[Task to complete]: What you need to do is retype every entry exactly as written.

[Stored data entries]
⁂

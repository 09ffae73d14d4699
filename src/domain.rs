//! Domain models for scripture and hymnal lookup.
//!
//! This module contains the corpus data model, the reference parser and
//! resolver, keyword search, verse-of-the-day selection, cross-version
//! comparison, the hymnal model and configuration.

/// Scripture corpus model and accessors.
pub mod corpus;
pub use corpus::{Book, BookToken, Chapter, ChapterMatch, Corpus, Testament, Verse};

/// Reference parsing.
pub mod reference;
pub use reference::{ParsedReference, Reference, Shape, VerseBound};

/// Verse range extraction.
pub mod passage;
pub use passage::{Passage, ResolvedRange, VerseEntry};

pub mod search;
pub use search::{SearchResults, VerseHit};

pub mod daily;

pub mod compare;
pub use compare::Comparison;

pub mod query;
pub use query::QueryOutcome;

/// Hymnal model, lookup and search.
pub mod hymnal;
pub use hymnal::{HymnCategory, HymnRef, HymnalEntry};

pub mod weighted;
pub use weighted::WeightedCategories;

mod config;
pub use config::Config;

mod error;
pub use error::Error;

#[cfg(test)]
mod fixtures;
use std::{fs, path::Path};

use clap::Parser;
use lectern::{
    Config,
    storage::{BIBLE_DIR, CONFIG_FILE, HYMNAL_DIR},
};
use tracing::instrument;

use super::terminal::Colorize;

#[derive(Debug, Parser)]
pub struct Init {}

impl Init {
    #[instrument(level = "debug", skip(self))]
    pub fn run(&self, root: &Path) -> anyhow::Result<()> {
        let config_path = root.join(CONFIG_FILE);
        if config_path.exists() {
            anyhow::bail!("Data root already initialized (found existing {CONFIG_FILE})");
        }

        for dir in [BIBLE_DIR, HYMNAL_DIR] {
            fs::create_dir_all(root.join(dir))
                .map_err(|e| anyhow::anyhow!("Failed to create {dir} directory: {e}"))?;
        }

        Config::default()
            .save(&config_path)
            .map_err(|e| anyhow::anyhow!("Failed to create {CONFIG_FILE}: {e}"))?;

        println!(
            "{}",
            format!("Initialized data root in {}", root.display()).success()
        );
        println!("  Created: {CONFIG_FILE}");
        println!("  Created: {BIBLE_DIR}/");
        println!("  Created: {HYMNAL_DIR}/");
        println!();
        println!("Next steps:");
        println!("  copy bible_<language>.json files into {BIBLE_DIR}/");
        println!("  copy <category>.json hymnal files into {HYMNAL_DIR}/");

        Ok(())
    }
}
use chrono::NaiveDate;
use clap::Parser;
use lectern::domain::daily;
use tracing::instrument;

use super::{Context, OutputFormat, emit, terminal::Colorize};

#[derive(Debug, Parser)]
pub struct Daily {
    /// The date to pick a verse for, as YYYY-MM-DD (defaults to today)
    #[arg(long)]
    date: Option<NaiveDate>,

    /// Output format
    #[arg(long, value_name = "FORMAT", default_value = "pretty")]
    output: OutputFormat,
}

impl Daily {
    #[instrument(level = "debug", skip(self, context))]
    pub fn run(self, context: &Context) -> anyhow::Result<()> {
        let date = self
            .date
            .unwrap_or_else(|| chrono::Local::now().date_naive());
        let corpus = context.corpus()?;

        emit(self.output, daily::verse_of_day(&corpus, date), |verse| {
            println!("{}", date.format("%A %-d %B %Y").to_string().dim());
            println!("{}", verse.reference.info());
            println!("{}", super::terminal::wrap(&verse.text, 0));
        })
    }
}

#[cfg(test)]
mod tests {
    use super::*;
    use crate::cli::fixtures;

    #[test]
    fn daily_run_accepts_an_explicit_date() {
        let root = fixtures::data_root();
        let context = fixtures::context(&root, "en");

        let daily = Daily::try_parse_from(["daily", "--date", "2024-12-25"]).unwrap();
        assert_eq!(daily.date, NaiveDate::from_ymd_opt(2024, 12, 25));
        daily.run(&context).expect("daily command should succeed");
    }

    #[test]
    fn daily_run_defaults_to_today() {
        let root = fixtures::data_root();
        let context = fixtures::context(&root, "fr");

        Daily {
            date: None,
            output: OutputFormat::Json,
        }
        .run(&context)
        .expect("daily command should succeed");
    }

    #[test]
    fn malformed_date_is_rejected() {
        assert!(Daily::try_parse_from(["daily", "--date", "25/12/2024"]).is_err());
    }
}
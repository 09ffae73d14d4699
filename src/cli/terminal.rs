//! Terminal capability detection and utilities

use std::io::IsTerminal;

use indicatif::{ProgressBar, ProgressStyle};
use owo_colors::{OwoColorize, colors::css};

/// Width assumed when the terminal size is unknown.
const DEFAULT_WIDTH: usize = 80;

/// Detects whether colored output should be enabled
pub fn supports_color() -> bool {
    supports_color::on(supports_color::Stream::Stdout).is_some()
}

/// Detects terminal width, returning None if not available
pub fn terminal_width() -> Option<u16> {
    terminal_size::terminal_size().map(|(w, _)| w.0)
}

/// A spinner on stderr, hidden when stderr is not a terminal.
pub fn spinner(message: String) -> ProgressBar {
    if !std::io::stderr().is_terminal() {
        return ProgressBar::hidden();
    }
    let spinner = ProgressBar::new_spinner();
    if let Ok(style) = ProgressStyle::default_spinner().template("{spinner} {msg}") {
        spinner.set_style(style);
    }
    spinner.set_message(message);
    spinner.enable_steady_tick(std::time::Duration::from_millis(100));
    spinner
}

/// Wraps `text` to the terminal width, indenting continuation lines by
/// `indent` columns.
pub fn wrap(text: &str, indent: usize) -> String {
    let width = terminal_width().map_or(DEFAULT_WIDTH, usize::from);
    wrap_to(text, width.saturating_sub(indent).max(20), indent)
}

fn wrap_to(text: &str, width: usize, indent: usize) -> String {
    let mut lines: Vec<String> = Vec::new();
    let mut line = String::new();
    for word in text.split_whitespace() {
        if !line.is_empty() && line.chars().count() + 1 + word.chars().count() > width {
            lines.push(std::mem::take(&mut line));
        }
        if !line.is_empty() {
            line.push(' ');
        }
        line.push_str(word);
    }
    if !line.is_empty() {
        lines.push(line);
    }
    lines.join(&format!("\n{}", " ".repeat(indent)))
}

/// Extension trait for colorizing output
pub trait Colorize {
    /// Color as success (green)
    fn success(&self) -> String;
    /// Color as warning (amber)
    fn warning(&self) -> String;
    /// Color as info (blue)
    fn info(&self) -> String;
    /// Dim the text
    fn dim(&self) -> String;
}

impl Colorize for str {
    fn success(&self) -> String {
        if supports_color() {
            self.fg::<css::Green>().to_string()
        } else {
            self.to_string()
        }
    }

    fn warning(&self) -> String {
        if supports_color() {
            self.fg::<css::Orange>().to_string()
        } else {
            self.to_string()
        }
    }

    fn info(&self) -> String {
        if supports_color() {
            self.fg::<css::LightBlue>().to_string()
        } else {
            self.to_string()
        }
    }

    fn dim(&self) -> String {
        if supports_color() {
            self.dimmed().to_string()
        } else {
            self.to_string()
        }
    }
}

impl Colorize for String {
    fn success(&self) -> String {
        self.as_str().success()
    }

    fn warning(&self) -> String {
        self.as_str().warning()
    }

    fn info(&self) -> String {
        self.as_str().info()
    }

    fn dim(&self) -> String {
        self.as_str().dim()
    }
}

#[cfg(test)]
mod tests {
    use super::*;

    #[test]
    fn long_text_wraps_with_indent() {
        let wrapped = wrap_to("one two three four five", 9, 2);
        assert_eq!(wrapped, "one two\n  three\n  four five");
    }

    #[test]
    fn short_text_is_unchanged() {
        assert_eq!(wrap_to("In  the beginning", 80, 4), "In the beginning");
        assert_eq!(wrap_to("", 80, 4), "");
    }
}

⁂

[Answer box]:
repository 09ffae73d14d4699
filename src/domain.rs
//! Domain models for scripture and hymnal lookup.
//!
//! This module contains the corpus data model, the reference parser and
//! resolver, keyword search, verse-of-the-day selection, cross-version
//! comparison, the hymnal model and configuration.

/// Scripture corpus model and accessors.
pub mod corpus;
pub use corpus::{Book, BookToken, Chapter, ChapterMatch, Corpus, Testament, Verse};

/// Reference parsing.
pub mod reference;
pub use reference::{ParsedReference, Reference, Shape, VerseBound};

/// Verse range extraction.
pub mod passage;
pub use passage::{Passage, ResolvedRange, VerseEntry};

pub mod search;
pub use search::{SearchResults, VerseHit};

pub mod daily;

pub mod compare;
pub use compare::Comparison;

pub mod query;
pub use query::QueryOutcome;

/// Hymnal model, lookup and search.
pub mod hymnal;
pub use hymnal::{HymnCategory, HymnRef, HymnalEntry};

pub mod weighted;
pub use weighted::WeightedCategories;

mod config;
pub use config::Config;

mod error;
pub use error::Error;

#[cfg(test)]
mod fixtures;
use std::{fs, path::Path};

use clap::Parser;
use lectern::{
    Config,
    storage::{BIBLE_DIR, CONFIG_FILE, HYMNAL_DIR},
};
use tracing::instrument;

use super::terminal::Colorize;

#[derive(Debug, Parser)]
pub struct Init {}

impl Init {
    #[instrument(level = "debug", skip(self))]
    pub fn run(&self, root: &Path) -> anyhow::Result<()> {
        let config_path = root.join(CONFIG_FILE);
        if config_path.exists() {
            anyhow::bail!("Data root already initialized (found existing {CONFIG_FILE})");
        }

        for dir in [BIBLE_DIR, HYMNAL_DIR] {
            fs::create_dir_all(root.join(dir))
                .map_err(|e| anyhow::anyhow!("Failed to create {dir} directory: {e}"))?;
        }

        Config::default()
            .save(&config_path)
            .map_err(|e| anyhow::anyhow!("Failed to create {CONFIG_FILE}: {e}"))?;

        println!(
            "{}",
            format!("Initialized data root in {}", root.display()).success()
        );
        println!("  Created: {CONFIG_FILE}");
        println!("  Created: {BIBLE_DIR}/");
        println!("  Created: {HYMNAL_DIR}/");
        println!();
        println!("Next steps:");
        println!("  copy bible_<language>.json files into {BIBLE_DIR}/");
        println!("  copy <category>.json hymnal files into {HYMNAL_DIR}/");

        Ok(())
    }
}
use chrono::NaiveDate;
use clap::Parser;
use lectern::domain::daily;
use tracing::instrument;

use super::{Context, OutputFormat, emit, terminal::Colorize};

#[derive(Debug, Parser)]
pub struct Daily {
    /// The date to pick a verse for, as YYYY-MM-DD (defaults to today)
    #[arg(long)]
    date: Option<NaiveDate>,

    /// Output format
    #[arg(long, value_name = "FORMAT", default_value = "pretty")]
    output: OutputFormat,
}

impl Daily {
    #[instrument(level = "debug", skip(self, context))]
    pub fn run(self, context: &Context) -> anyhow::Result<()> {
        let date = self
            .date
            .unwrap_or_else(|| chrono::Local::now().date_naive());
        let corpus = context.corpus()?;

        emit(self.output, daily::verse_of_day(&corpus, date), |verse| {
            println!("{}", date.format("%A %-d %B %Y").to_string().dim());
            println!("{}", verse.reference.info());
            println!("{}", super::terminal::wrap(&verse.text, 0));
        })
    }
}

#[cfg(test)]
mod tests {
    use super::*;
    use crate::cli::fixtures;

    #[test]
    fn daily_run_accepts_an_explicit_date() {
        let root = fixtures::data_root();
        let context = fixtures::context(&root, "en");

        let daily = Daily::try_parse_from(["daily", "--date", "2024-12-25"]).unwrap();
        assert_eq!(daily.date, NaiveDate::from_ymd_opt(2024, 12, 25));
        daily.run(&context).expect("daily command should succeed");
    }

    #[test]
    fn daily_run_defaults_to_today() {
        let root = fixtures::data_root();
        let context = fixtures::context(&root, "fr");

        Daily {
            date: None,
            output: OutputFormat::Json,
        }
        .run(&context)
        .expect("daily command should succeed");
    }

    #[test]
    fn malformed_date_is_rejected() {
        assert!(Daily::try_parse_from(["daily", "--date", "25/12/2024"]).is_err());
    }
}
repository 09ffae73d14d4699
filename src/cli/terminal.rs
//! Terminal capability detection and utilities

use std::io::IsTerminal;

use indicatif::{ProgressBar, ProgressStyle};
use owo_colors::{OwoColorize, colors::css};

/// Width assumed when the terminal size is unknown.
const DEFAULT_WIDTH: usize = 80;

/// Detects whether colored output should be enabled
pub fn supports_color() -> bool {
    supports_color::on(supports_color::Stream::Stdout).is_some()
}

/// Detects terminal width, returning None if not available
pub fn terminal_width() -> Option<u16> {
    terminal_size::terminal_size().map(|(w, _)| w.0)
}

/// A spinner on stderr, hidden when stderr is not a terminal.
pub fn spinner(message: String) -> ProgressBar {
    if !std::io::stderr().is_terminal() {
        return ProgressBar::hidden();
    }
    let spinner = ProgressBar::new_spinner();
    if let Ok(style) = ProgressStyle::default_spinner().template("{spinner} {msg}") {
        spinner.set_style(style);
    }
    spinner.set_message(message);
    spinner.enable_steady_tick(std::time::Duration::from_millis(100));
    spinner
}

/// Wraps `text` to the terminal width, indenting continuation lines by
/// `indent` columns.
pub fn wrap(text: &str, indent: usize) -> String {
    let width = terminal_width().map_or(DEFAULT_WIDTH, usize::from);
    wrap_to(text, width.saturating_sub(indent).max(20), indent)
}

fn wrap_to(text: &str, width: usize, indent: usize) -> String {
    let mut lines: Vec<String> = Vec::new();
    let mut line = String::new();
    for word in text.split_whitespace() {
        if !line.is_empty() && line.chars().count() + 1 + word.chars().count() > width {
            lines.push(std::mem::take(&mut line));
        }
        if !line.is_empty() {
            line.push(' ');
        }
        line.push_str(word);
    }
    if !line.is_empty() {
        lines.push(line);
    }
    lines.join(&format!("\n{}", " ".repeat(indent)))
}

/// Extension trait for colorizing output
pub trait Colorize {
    /// Color as success (green)
    fn success(&self) -> String;
    /// Color as warning (amber)
    fn warning(&self) -> String;
    /// Color as info (blue)
    fn info(&self) -> String;
    /// Dim the text
    fn dim(&self) -> String;
}

impl Colorize for str {
    fn success(&self) -> String {
        if supports_color() {
            self.fg::<css::Green>().to_string()
        } else {
            self.to_string()
        }
    }

    fn warning(&self) -> String {
        if supports_color() {
            self.fg::<css::Orange>().to_string()
        } else {
            self.to_string()
        }
    }

    fn info(&self) -> String {
        if supports_color() {
            self.fg::<css::LightBlue>().to_string()
        } else {
            self.to_string()
        }
    }

    fn dim(&self) -> String {
        if supports_color() {
            self.dimmed().to_string()
        } else {
            self.to_string()
        }
    }
}

impl Colorize for String {
    fn success(&self) -> String {
        self.as_str().success()
    }

    fn warning(&self) -> String {
        self.as_str().warning()
    }

    fn info(&self) -> String {
        self.as_str().info()
    }

    fn dim(&self) -> String {
        self.as_str().dim()
    }
}

#[cfg(test)]
mod tests {
    use super::*;

    #[test]
    fn long_text_wraps_with_indent() {
        let wrapped = wrap_to("one two three four five", 9, 2);
        assert_eq!(wrapped, "one two\n  three\n  four five");
    }

    #[test]
    fn short_text_is_unchanged() {
        assert_eq!(wrap_to("In  the beginning", 80, 4), "In the beginning");
        assert_eq!(wrap_to("", 80, 4), "");
    }
}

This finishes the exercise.